Saved entries ::
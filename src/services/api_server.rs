// src/services/api_server.rs
//! API server for credential anchoring and verification.
//!
//! Endpoints:
//! - Wallet session: connect, disconnect, current identity
//! - Credential selection and fingerprinting
//! - Anchoring a fingerprint and following its progress
//! - Verification of a scanned code's parameters

use crate::blockchain::Ledger;
use crate::error::AnchorError;
use crate::models::credential::{ContentFingerprint, CredentialFile};
use crate::models::did::Identity;
use crate::services::anchor_orchestrator::{AnchorOrchestrator, AnchorProgress, AnchorSlot, AnchorState};
use crate::services::content_hasher::ContentHasher;
use crate::services::identity_binding::IdentityBinding;
use crate::services::verification_code::VerificationCodeEncoder;
use crate::services::verification_query::{parse_verification_url, VerificationQuery};
use crate::wallet::WalletExtension;
use axum::{
    body::Bytes,
    extract::{Json, Query, RawQuery, State},
    http::{HeaderMap, StatusCode},
    response::{IntoResponse, Response},
    routing::{get, post},
    Router,
};
use log::{info, warn};
use serde::{Deserialize, Serialize};
use serde_json::json;
use std::net::SocketAddr;
use std::sync::{Arc, PoisonError, RwLock};
use tokio::sync::watch;
use tower_http::cors::CorsLayer;

/// Request header carrying the selected file's name.
pub const FILE_NAME_HEADER: &str = "x-file-name";

/// Request payload for anchoring; `hash` defaults to the current selection
#[derive(Debug, Default, Deserialize)]
struct AnchorRequest {
    hash: Option<String>,
}

#[derive(Debug, Default, Deserialize)]
struct AnchorParams {
    #[serde(default)]
    wait: bool,
}

/// Response carrying the session identity
#[derive(Serialize)]
struct IdentityResponse {
    did: Option<Identity>,
}

impl AnchorError {
    fn status_code(&self) -> StatusCode {
        match self {
            AnchorError::NotLoggedIn => StatusCode::UNAUTHORIZED,
            AnchorError::IdentityMismatch(_) => StatusCode::FORBIDDEN,
            AnchorError::WalletConnection(_) => StatusCode::SERVICE_UNAVAILABLE,
            AnchorError::Dispatch(_) => StatusCode::UNPROCESSABLE_ENTITY,
            AnchorError::Connection(_) | AnchorError::VerificationQuery(_) => StatusCode::BAD_GATEWAY,
            AnchorError::InvalidFingerprint(_) => StatusCode::BAD_REQUEST,
            AnchorError::Busy => StatusCode::CONFLICT,
            AnchorError::Config(_) | AnchorError::Unknown(_) => StatusCode::INTERNAL_SERVER_ERROR,
        }
    }
}

impl IntoResponse for AnchorError {
    fn into_response(self) -> Response {
        (self.status_code(), Json(json!({ "error": self.to_string() }))).into_response()
    }
}

/// API server state containing all service dependencies
#[derive(Clone)]
pub struct ApiServer {
    identity: Arc<IdentityBinding>,
    hasher: Arc<ContentHasher>,
    ledger: Arc<dyn Ledger>,
    wallet: Arc<dyn WalletExtension>,
    encoder: VerificationCodeEncoder,
    application_name: String,
    slot: Arc<AnchorSlot>,
    /// Progress of the most recent anchor attempt
    latest: Arc<RwLock<Option<watch::Receiver<AnchorProgress>>>>,
}

impl ApiServer {
    /// Creates a new instance of the API server
    ///
    /// # Arguments
    /// * `identity` - Session identity binding
    /// * `ledger` - Ledger capability shared by anchor and verify paths
    /// * `wallet` - Wallet capability used for signing
    /// * `encoder` - Verification code encoder
    /// * `application_name` - Name presented to the wallet
    pub fn new(
        identity: Arc<IdentityBinding>,
        ledger: Arc<dyn Ledger>,
        wallet: Arc<dyn WalletExtension>,
        encoder: VerificationCodeEncoder,
        application_name: &str,
    ) -> Self {
        ApiServer {
            identity,
            hasher: Arc::new(ContentHasher::new()),
            ledger,
            wallet,
            encoder,
            application_name: application_name.to_string(),
            slot: Arc::new(AnchorSlot::new()),
            latest: Arc::new(RwLock::new(None)),
        }
    }

    pub fn router(&self) -> Router {
        Router::new()
            .route("/wallet/connect", post(Self::wallet_connect_handler))
            .route("/wallet/disconnect", post(Self::wallet_disconnect_handler))
            .route("/wallet/identity", get(Self::wallet_identity_handler))
            .route("/credential/fingerprint", post(Self::fingerprint_handler))
            .route("/credential/anchor", post(Self::anchor_handler))
            .route("/credential/anchor/status", get(Self::anchor_status_handler))
            .route("/verify", get(Self::verify_handler))
            .layer(CorsLayer::permissive())
            .with_state(Arc::new(self.clone()))
    }

    /// Starts the API server and begins listening for requests
    ///
    /// # Arguments
    /// * `addr` - Socket address to bind to (e.g., "127.0.0.1:3000")
    pub async fn run(&self, addr: SocketAddr) -> std::io::Result<()> {
        let listener = tokio::net::TcpListener::bind(addr).await?;
        info!("API server listening on http://{}", addr);
        axum::serve(listener, self.router()).await
    }

    // =====================
    // Wallet Session Handlers
    // =====================

    /// Connects the wallet and binds its first account
    ///
    /// # Endpoint
    /// POST /wallet/connect
    async fn wallet_connect_handler(State(state): State<Arc<ApiServer>>) -> Response {
        match state.identity.connect().await {
            Ok(did) => (StatusCode::OK, Json(IdentityResponse { did: Some(did) })).into_response(),
            Err(e) => e.into_response(),
        }
    }

    /// POST /wallet/disconnect
    async fn wallet_disconnect_handler(State(state): State<Arc<ApiServer>>) -> impl IntoResponse {
        state.identity.disconnect();
        Json(IdentityResponse { did: None })
    }

    /// GET /wallet/identity
    async fn wallet_identity_handler(State(state): State<Arc<ApiServer>>) -> impl IntoResponse {
        Json(IdentityResponse { did: state.identity.current() })
    }

    // =====================
    // Credential Handlers
    // =====================

    /// Selects a credential file and fingerprints it
    ///
    /// # Endpoint
    /// POST /credential/fingerprint
    ///
    /// # Request Body
    /// Raw file content; the name comes from the `x-file-name` header
    ///
    /// # Responses
    /// - 200 OK: `{name, hash}`
    /// - 409 Conflict: a newer selection superseded this one
    async fn fingerprint_handler(
        State(state): State<Arc<ApiServer>>,
        headers: HeaderMap,
        body: Bytes,
    ) -> Response {
        let name = headers
            .get(FILE_NAME_HEADER)
            .and_then(|v| v.to_str().ok())
            .unwrap_or("credential")
            .to_string();

        match state.hasher.select(CredentialFile::new(name, body)).await {
            Ok(Some(selected)) => (StatusCode::OK, Json(selected)).into_response(),
            Ok(None) => (
                StatusCode::CONFLICT,
                Json(json!({ "error": "superseded by a newer selection" })),
            )
                .into_response(),
            Err(e) => e.into_response(),
        }
    }

    /// Anchors a fingerprint for the bound identity
    ///
    /// # Endpoint
    /// POST /credential/anchor[?wait=true]
    ///
    /// # Request Body
    /// Optional JSON `{hash}`; without it the current selection is anchored
    ///
    /// # Responses
    /// - 202 Accepted: attempt started, returns the progress snapshot
    /// - 200 OK: with `wait`, the finalized snapshot
    /// - 409 Conflict: another attempt is in progress
    /// - 4xx/5xx: with `wait`, the failure of the attempt
    async fn anchor_handler(
        State(state): State<Arc<ApiServer>>,
        Query(params): Query<AnchorParams>,
        body: Bytes,
    ) -> Response {
        let request: AnchorRequest = if body.is_empty() {
            AnchorRequest::default()
        } else {
            match serde_json::from_slice(&body) {
                Ok(request) => request,
                Err(e) => {
                    return AnchorError::InvalidFingerprint(format!("malformed request: {}", e))
                        .into_response()
                }
            }
        };

        let fingerprint = match request.hash {
            Some(hash) => match ContentFingerprint::from_hex(&hash) {
                Ok(fingerprint) => fingerprint,
                Err(e) => return e.into_response(),
            },
            None => match state.hasher.current() {
                Some(selected) => selected.hash,
                None => {
                    return AnchorError::InvalidFingerprint("no credential selected".into())
                        .into_response()
                }
            },
        };

        let guard = match state.slot.try_begin() {
            Ok(guard) => guard,
            Err(e) => {
                warn!("anchor request for {} refused: {}", fingerprint, e);
                return e.into_response();
            }
        };

        let orchestrator = AnchorOrchestrator::new(
            state.ledger.clone(),
            state.wallet.clone(),
            state.encoder.clone(),
            &state.application_name,
        );
        let mut progress = orchestrator.subscribe();
        *state.latest.write().unwrap_or_else(PoisonError::into_inner) = Some(progress.clone());

        let identity = state.identity.current();
        orchestrator.stage(&fingerprint, identity.as_ref());
        tokio::spawn(async move {
            let _guard = guard;
            if let Ok(outcome) = orchestrator.run(&fingerprint, identity.as_ref()).await {
                info!("anchored in {}: {}", outcome.block, outcome.code.url);
            }
        });

        if !params.wait {
            let snapshot = progress.borrow().clone();
            return (StatusCode::ACCEPTED, Json(snapshot)).into_response();
        }

        let snapshot = AnchorOrchestrator::wait_terminal(&mut progress).await;
        match (snapshot.state, snapshot.failure.clone()) {
            (AnchorState::Finalized, _) => (StatusCode::OK, Json(snapshot)).into_response(),
            (_, Some(e)) => (e.status_code(), Json(snapshot)).into_response(),
            (_, None) => (StatusCode::INTERNAL_SERVER_ERROR, Json(snapshot)).into_response(),
        }
    }

    /// GET /credential/anchor/status
    async fn anchor_status_handler(State(state): State<Arc<ApiServer>>) -> impl IntoResponse {
        let snapshot = state
            .latest
            .read()
            .unwrap_or_else(PoisonError::into_inner)
            .as_ref()
            .map(|progress| progress.borrow().clone())
            .unwrap_or_else(AnchorProgress::idle);
        Json(snapshot)
    }

    // =====================
    // Verification Handlers
    // =====================

    /// Verifies a scanned code's parameters against the ledger
    ///
    /// # Endpoint
    /// GET /verify?did=<identity>&hash=<fingerprint>
    ///
    /// # Responses
    /// - 200 OK: Verification report (`idle`, `match` or `no-match`)
    /// - 502 Bad Gateway: the query could not be performed
    async fn verify_handler(
        State(state): State<Arc<ApiServer>>,
        RawQuery(query): RawQuery,
    ) -> Response {
        let request = parse_verification_url(&format!("?{}", query.unwrap_or_default()));
        let viewer = state.identity.current();
        match VerificationQuery::new(state.ledger.clone())
            .run(request, viewer.as_ref())
            .await
        {
            Ok(report) => (StatusCode::OK, Json(report)).into_response(),
            Err(e) => e.into_response(),
        }
    }
}
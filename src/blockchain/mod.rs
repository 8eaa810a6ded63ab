// src/blockchain/mod.rs
//! Ledger client capability.
//!
//! A [`Ledger`] opens connections; each [`LedgerConnection`] serves exactly
//! one anchoring attempt or one verification page load and must be released
//! with [`LedgerConnection::disconnect`] once that operation reaches its
//! terminal outcome. Connections are never shared between the anchor and
//! verify paths.
//!
//! Two interchangeable implementations exist, selected by configuration:
//! - [`ethereum_client::EthereumLedger`]: JSON-RPC node with a deployed anchor contract
//! - [`memory_ledger::MemoryLedger`]: in-process ledger for tests and local runs

pub mod ethereum_client;
pub mod memory_ledger;

use crate::error::Result;
use crate::models::credential::ContentFingerprint;
use crate::models::did::Identity;
use crate::wallet::TransactionSigner;
use async_trait::async_trait;
use serde::{Deserialize, Serialize};
use std::fmt;
use std::str::FromStr;
use std::sync::Arc;
use tokio::sync::mpsc;

/// Transaction parameter that is either left to the ledger or fixed.
///
/// Gas limit and nonce are configured with the `auto` sentinel by default and
/// passed through to the backend without interpretation.
#[derive(Debug, Clone, Copy, PartialEq, Eq, Serialize, Deserialize)]
#[serde(try_from = "String", into = "String")]
pub enum TxParam {
    Auto,
    Fixed(u64),
}

impl FromStr for TxParam {
    type Err = String;

    fn from_str(s: &str) -> std::result::Result<Self, Self::Err> {
        match s.trim() {
            "" | "auto" | "-1" => Ok(TxParam::Auto),
            other => other
                .parse::<u64>()
                .map(TxParam::Fixed)
                .map_err(|_| format!("expected \"auto\" or an unsigned integer, got {:?}", other)),
        }
    }
}

impl TryFrom<String> for TxParam {
    type Error = String;

    fn try_from(value: String) -> std::result::Result<Self, Self::Error> {
        value.parse()
    }
}

impl From<TxParam> for String {
    fn from(value: TxParam) -> Self {
        value.to_string()
    }
}

impl fmt::Display for TxParam {
    fn fmt(&self, f: &mut fmt::Formatter<'_>) -> fmt::Result {
        match self {
            TxParam::Auto => f.write_str("auto"),
            TxParam::Fixed(n) => write!(f, "{}", n),
        }
    }
}

/// Status reported on a transaction's event stream.
#[derive(Debug, Clone, PartialEq, Eq)]
pub enum TxStatus {
    /// Included in a block; not yet irreversible.
    InBlock { block: String },
    /// Irreversibly committed.
    Finalized { block: String },
    /// Dispatch-level rejection (reverted, invalid, insufficient balance).
    Rejected { reason: String },
    /// The stream can no longer follow the transaction.
    Lost { reason: String },
}

/// Handle to a transaction-status subscription.
///
/// The release hook runs exactly once: either through
/// [`Subscription::unsubscribe`], which consumes the handle, or on drop if the
/// handle was never released explicitly.
pub struct Subscription {
    release: Option<Box<dyn FnOnce() + Send>>,
}

impl Subscription {
    pub fn new(release: impl FnOnce() + Send + 'static) -> Self {
        Self { release: Some(Box::new(release)) }
    }

    pub fn unsubscribe(mut self) {
        if let Some(release) = self.release.take() {
            release();
        }
    }
}

impl Drop for Subscription {
    fn drop(&mut self) {
        if let Some(release) = self.release.take() {
            release();
        }
    }
}

/// A broadcast transaction and its status stream.
pub struct TransactionHandle {
    pub tx_hash: String,
    pub events: mpsc::UnboundedReceiver<TxStatus>,
    pub subscription: Subscription,
}

/// Factory for ledger connections.
#[async_trait]
pub trait Ledger: Send + Sync {
    /// Opens a fresh connection to the configured endpoint.
    ///
    /// # Errors
    /// `AnchorError::Connection` if the endpoint cannot be reached.
    async fn connect(&self) -> Result<Box<dyn LedgerConnection>>;
}

/// One connection, bound to the configured anchor contract.
#[async_trait]
pub trait LedgerConnection: Send + Sync {
    /// Signs and broadcasts `anchor(fingerprint)` from `signing_address`.
    ///
    /// # Errors
    /// `AnchorError::Dispatch` if the ledger refuses the transaction outright.
    async fn anchor(
        &self,
        fingerprint: &ContentFingerprint,
        signing_address: &str,
        signer: Arc<dyn TransactionSigner>,
    ) -> Result<TransactionHandle>;

    /// Read-only `verify(fingerprint)`; `caller_context` is passed as the call origin.
    ///
    /// # Returns
    /// The owner identity, or `None` if the fingerprint was never anchored.
    ///
    /// # Errors
    /// `AnchorError::VerificationQuery` if the query itself fails.
    async fn verify(
        &self,
        fingerprint: &ContentFingerprint,
        caller_context: &str,
    ) -> Result<Option<Identity>>;

    /// Releases the connection and anything still attached to it.
    async fn disconnect(&mut self) -> Result<()>;
}

#[cfg(test)]
mod tests {
    use super::*;
    use std::sync::atomic::{AtomicUsize, Ordering};

    #[test]
    fn test_tx_param_parsing() {
        assert_eq!("auto".parse::<TxParam>().unwrap(), TxParam::Auto);
        assert_eq!("-1".parse::<TxParam>().unwrap(), TxParam::Auto);
        assert_eq!("3000000".parse::<TxParam>().unwrap(), TxParam::Fixed(3_000_000));
        assert!("lots".parse::<TxParam>().is_err());
    }

    #[test]
    fn test_subscription_releases_once() {
        let count = Arc::new(AtomicUsize::new(0));
        let c = count.clone();
        let sub = Subscription::new(move || {
            c.fetch_add(1, Ordering::SeqCst);
        });
        sub.unsubscribe();
        assert_eq!(count.load(Ordering::SeqCst), 1);
    }

    #[test]
    fn test_dropped_subscription_is_released() {
        let count = Arc::new(AtomicUsize::new(0));
        let c = count.clone();
        drop(Subscription::new(move || {
            c.fetch_add(1, Ordering::SeqCst);
        }));
        assert_eq!(count.load(Ordering::SeqCst), 1);
    }
}
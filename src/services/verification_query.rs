// src/services/verification_query.rs
//! Verification query service.
//!
//! Reconciles the parameters of a scanned verification URL with ledger
//! state. A fingerprint that was never anchored is a `no-match` result; a
//! query that could not be performed is an error. The two are never
//! conflated.

use crate::blockchain::Ledger;
use crate::error::{AnchorError, Result};
use crate::models::credential::ContentFingerprint;
use crate::models::did::Identity;
use crate::models::verification::{
    VerificationReport, VerificationRequest, VerificationResult, VerificationStatus,
};
use log::{info, warn};
use std::sync::Arc;
use url::Url;

/// Extracts `did` and `hash` from a verification URL.
///
/// Accepts an absolute URL, a path with query (`/verify?...`) or a bare query
/// string. Missing parameters, and input that cannot be parsed at all, yield
/// empty strings. Repeated parameters resolve to their first occurrence.
pub fn parse_verification_url(raw: &str) -> VerificationRequest {
    let parsed = Url::parse(raw).or_else(|_| {
        let base = Url::parse("http://localhost/verify")?;
        if raw.starts_with('?') || raw.starts_with('/') {
            base.join(raw)
        } else {
            base.join(&format!("?{}", raw))
        }
    });
    let Ok(url) = parsed else {
        return VerificationRequest::default();
    };

    let param = |key: &str| {
        url.query_pairs()
            .find(|(k, _)| k == key)
            .map(|(_, v)| v.into_owned())
            .unwrap_or_default()
    };
    VerificationRequest {
        did: param("did"),
        hash: param("hash"),
    }
}

/// True when a viewer is bound and differs from the code's claimed identity.
fn viewer_mismatch(viewer: Option<&Identity>, did: &str) -> bool {
    match viewer {
        Some(viewer) => !did.is_empty() && viewer.as_str() != did,
        None => false,
    }
}

/// Read-side reconciliation against the ledger.
pub struct VerificationQuery {
    ledger: Arc<dyn Ledger>,
}

impl VerificationQuery {
    pub fn new(ledger: Arc<dyn Ledger>) -> Self {
        Self { ledger }
    }

    /// Parses `url` and runs the query for it.
    pub async fn verify_url(&self, url: &str, viewer: Option<&Identity>) -> Result<VerificationReport> {
        self.run(parse_verification_url(url), viewer).await
    }

    /// Checks `request` against the ledger.
    ///
    /// # Arguments
    /// * `request` - Parameters from the verification URL
    /// * `viewer` - Identity bound in the viewer's own session, if any
    ///
    /// # Returns
    /// - `Idle` without touching the ledger when `hash` is empty
    /// - `Match` with the recorded owner
    /// - `NoMatch` when nothing is recorded for the fingerprint
    ///
    /// # Errors
    /// `AnchorError::VerificationQuery` if the ledger cannot be reached or
    /// the query fails, or the fingerprint is malformed.
    pub async fn run(&self, request: VerificationRequest, viewer: Option<&Identity>) -> Result<VerificationReport> {
        let viewer_mismatch = viewer_mismatch(viewer, &request.did);
        if viewer_mismatch {
            warn!("viewer identity differs from verification code identity {}", request.did);
        }

        if request.hash.is_empty() {
            return Ok(VerificationReport {
                request,
                result: VerificationResult::idle(),
                viewer_mismatch,
            });
        }

        let fingerprint = ContentFingerprint::from_hex(&request.hash)
            .map_err(|e| AnchorError::VerificationQuery(e.to_string()))?;

        // With no identity in the URL the fingerprint stands in as caller
        // context; the read-only call never uses it for authorization.
        let caller_context = if request.did.is_empty() {
            request.hash.as_str()
        } else {
            request.did.as_str()
        };

        let mut connection = self.ledger.connect().await.map_err(query_error)?;
        let outcome = connection.verify(&fingerprint, caller_context).await;
        if let Err(e) = connection.disconnect().await {
            warn!("failed to release verification connection: {}", e);
        }

        let result = VerificationResult::from_owner(outcome.map_err(query_error)?);
        match result.status {
            VerificationStatus::Match => info!(
                "{} verified, owner {}",
                fingerprint,
                result.owner.as_ref().map(Identity::as_str).unwrap_or_default()
            ),
            _ => info!("{} not anchored", fingerprint),
        }

        Ok(VerificationReport {
            request,
            result,
            viewer_mismatch,
        })
    }
}

fn query_error(e: AnchorError) -> AnchorError {
    match e {
        AnchorError::VerificationQuery(_) => e,
        other => AnchorError::VerificationQuery(other.to_string()),
    }
}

Exercise description :: What you retype should run from the first line of the entries above through the line containing "use crate::services::identity_binding::IdentityBinding;", exactly and in full.

Answer below ::
filename src/services/api_server.rs
// src/services/api_server.rs
//! API server for credential anchoring and verification.
//!
//! Endpoints:
//! - Wallet session: connect, disconnect, current identity
//! - Credential selection and fingerprinting
//! - Anchoring a fingerprint and following its progress
//! - Verification of a scanned code's parameters

use crate::blockchain::Ledger;
use crate::error::AnchorError;
use crate::models::credential::{ContentFingerprint, CredentialFile};
use crate::models::did::Identity;
use crate::services::anchor_orchestrator::{AnchorOrchestrator, AnchorProgress, AnchorSlot, AnchorState};
use crate::services::content_hasher::ContentHasher;
use crate::services::identity_binding::IdentityBinding;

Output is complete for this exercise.